use opencv::core::{Mat, Ptr};
use opencv::prelude::*;
use opencv::video::{self, BackgroundSubtractorKNN, BackgroundSubtractorMOG2};

use crate::segmentation::domain::background_subtractor::{
    BackgroundSubtractor, SubtractorAlgorithm,
};
use crate::shared::frame::Frame;
use crate::video::infrastructure::mat_convert::{frame_to_mat, mat_to_frame};

const HISTORY: i32 = 500;
const KNN_DIST2_THRESHOLD: f64 = 400.0;
const MOG2_VAR_THRESHOLD: f64 = 16.0;
const DETECT_SHADOWS: bool = true;
/// Negative rate lets OpenCV pick the learning rate from the history length.
const AUTO_LEARNING_RATE: f64 = -1.0;

enum Model {
    Knn(Ptr<BackgroundSubtractorKNN>),
    Mog2(Ptr<BackgroundSubtractorMOG2>),
}

/// OpenCV KNN or MOG2 background model with OpenCV's default parameters.
pub struct OpenCvBackgroundSubtractor {
    model: Model,
    mask: Mat,
}

impl OpenCvBackgroundSubtractor {
    pub fn new(algorithm: SubtractorAlgorithm) -> Result<Self, Box<dyn std::error::Error>> {
        let model = match algorithm {
            SubtractorAlgorithm::Knn => Model::Knn(video::create_background_subtractor_knn(
                HISTORY,
                KNN_DIST2_THRESHOLD,
                DETECT_SHADOWS,
            )?),
            SubtractorAlgorithm::Mog2 => Model::Mog2(video::create_background_subtractor_mog2(
                HISTORY,
                MOG2_VAR_THRESHOLD,
                DETECT_SHADOWS,
            )?),
        };
        log::debug!("Created {algorithm} background subtractor");
        Ok(Self {
            model,
            mask: Mat::default(),
        })
    }
}

impl BackgroundSubtractor for OpenCvBackgroundSubtractor {
    fn apply(&mut self, frame: &Frame) -> Result<Frame, Box<dyn std::error::Error>> {
        let mat = frame_to_mat(frame)?;
        match &mut self.model {
            Model::Knn(m) => m.apply(&mat, &mut self.mask, AUTO_LEARNING_RATE)?,
            Model::Mog2(m) => m.apply(&mat, &mut self.mask, AUTO_LEARNING_RATE)?,
        }
        mat_to_frame(&self.mask, frame.index())
    }
}
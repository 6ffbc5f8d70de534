use std::path::{Path, PathBuf};

use crate::shared::constants::{
    CANCEL_KEYS, DEFAULT_VIDEO_NAME, FRAMES_DIR_NAME, KEY_POLL_DELAY_MS,
};

#[derive(Clone, Copy, Debug, PartialEq, Eq)]
pub enum SessionMode {
    Capture,
    Playback,
}

/// Immutable per-run settings for a video session.
#[derive(Clone, Debug, PartialEq)]
pub struct SessionConfig {
    pub mode: SessionMode,
    /// Video file being played; `None` for camera capture.
    pub source: Option<PathBuf>,
    /// Video file being written; `None` for playback.
    pub destination: Option<PathBuf>,
    pub output_dir: PathBuf,
    pub save_frames: bool,
    pub key_delay_ms: i32,
    pub cancel_keys: Vec<i32>,
    /// Stop after this many frames; `None` runs to end-of-stream or cancel.
    pub max_frames: Option<usize>,
}

impl SessionConfig {
    /// Capture into `output_dir`, writing `file_name` or `default.mp4`.
    pub fn capture(output_dir: impl Into<PathBuf>, file_name: Option<&str>) -> Self {
        let output_dir = output_dir.into();
        let destination = output_dir.join(file_name.unwrap_or(DEFAULT_VIDEO_NAME));
        Self {
            mode: SessionMode::Capture,
            source: None,
            destination: Some(destination),
            output_dir,
            save_frames: false,
            key_delay_ms: KEY_POLL_DELAY_MS,
            cancel_keys: CANCEL_KEYS.to_vec(),
            max_frames: None,
        }
    }

    pub fn playback(source: impl Into<PathBuf>) -> Self {
        let source = source.into();
        let output_dir = source
            .parent()
            .map(Path::to_path_buf)
            .unwrap_or_default();
        Self {
            mode: SessionMode::Playback,
            source: Some(source),
            destination: None,
            output_dir,
            save_frames: false,
            key_delay_ms: KEY_POLL_DELAY_MS,
            cancel_keys: CANCEL_KEYS.to_vec(),
            max_frames: None,
        }
    }

    pub fn with_save_frames(mut self, save_frames: bool) -> Self {
        self.save_frames = save_frames;
        self
    }

    pub fn with_max_frames(mut self, max_frames: Option<usize>) -> Self {
        self.max_frames = max_frames;
        self
    }

    pub fn frames_dir(&self) -> PathBuf {
        self.output_dir.join(FRAMES_DIR_NAME)
    }

    /// Where the composite for frame `index` is saved: `<dir>/frames/<index>.png`.
    pub fn snapshot_path(&self, index: usize) -> PathBuf {
        self.frames_dir().join(format!("{index}.png"))
    }

    pub fn is_cancel_key(&self, key: i32) -> bool {
        self.cancel_keys.contains(&key)
    }
}

#[cfg(test)]
mod tests {
    use super::*;

    #[test]
    fn test_capture_defaults_to_default_mp4() {
        let config = SessionConfig::capture("videos", None);
        assert_eq!(config.mode, SessionMode::Capture);
        assert_eq!(config.destination, Some(PathBuf::from("videos/default.mp4")));
        assert_eq!(config.source, None);
        assert!(!config.save_frames);
        assert_eq!(config.key_delay_ms, 25);
        assert_eq!(config.max_frames, None);
    }

    #[test]
    fn test_capture_with_custom_name() {
        let config = SessionConfig::capture("out", Some("clip.mp4"));
        assert_eq!(config.destination, Some(PathBuf::from("out/clip.mp4")));
    }

    #[test]
    fn test_playback_has_no_destination() {
        let config = SessionConfig::playback("videos/default.mp4");
        assert_eq!(config.mode, SessionMode::Playback);
        assert_eq!(config.source, Some(PathBuf::from("videos/default.mp4")));
        assert_eq!(config.destination, None);
        assert_eq!(config.output_dir, PathBuf::from("videos"));
    }

    #[test]
    fn test_snapshot_path() {
        let config = SessionConfig::capture("videos", None).with_save_frames(true);
        assert_eq!(config.snapshot_path(17), PathBuf::from("videos/frames/17.png"));
    }

    #[test]
    fn test_cancel_keys() {
        let config = SessionConfig::capture("videos", None);
        assert!(config.is_cancel_key(b'q' as i32));
        assert!(config.is_cancel_key(27));
        assert!(!config.is_cancel_key(b'x' as i32));
    }
}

■ Problem description
From the listing above, copy out each line where the word "usize" appears.

■ Task output
    pub max_frames: Option<usize>,
    pub fn with_max_frames(mut self, max_frames: Option<usize>) -> Self {
    pub fn snapshot_path(&self, index: usize) -> PathBuf {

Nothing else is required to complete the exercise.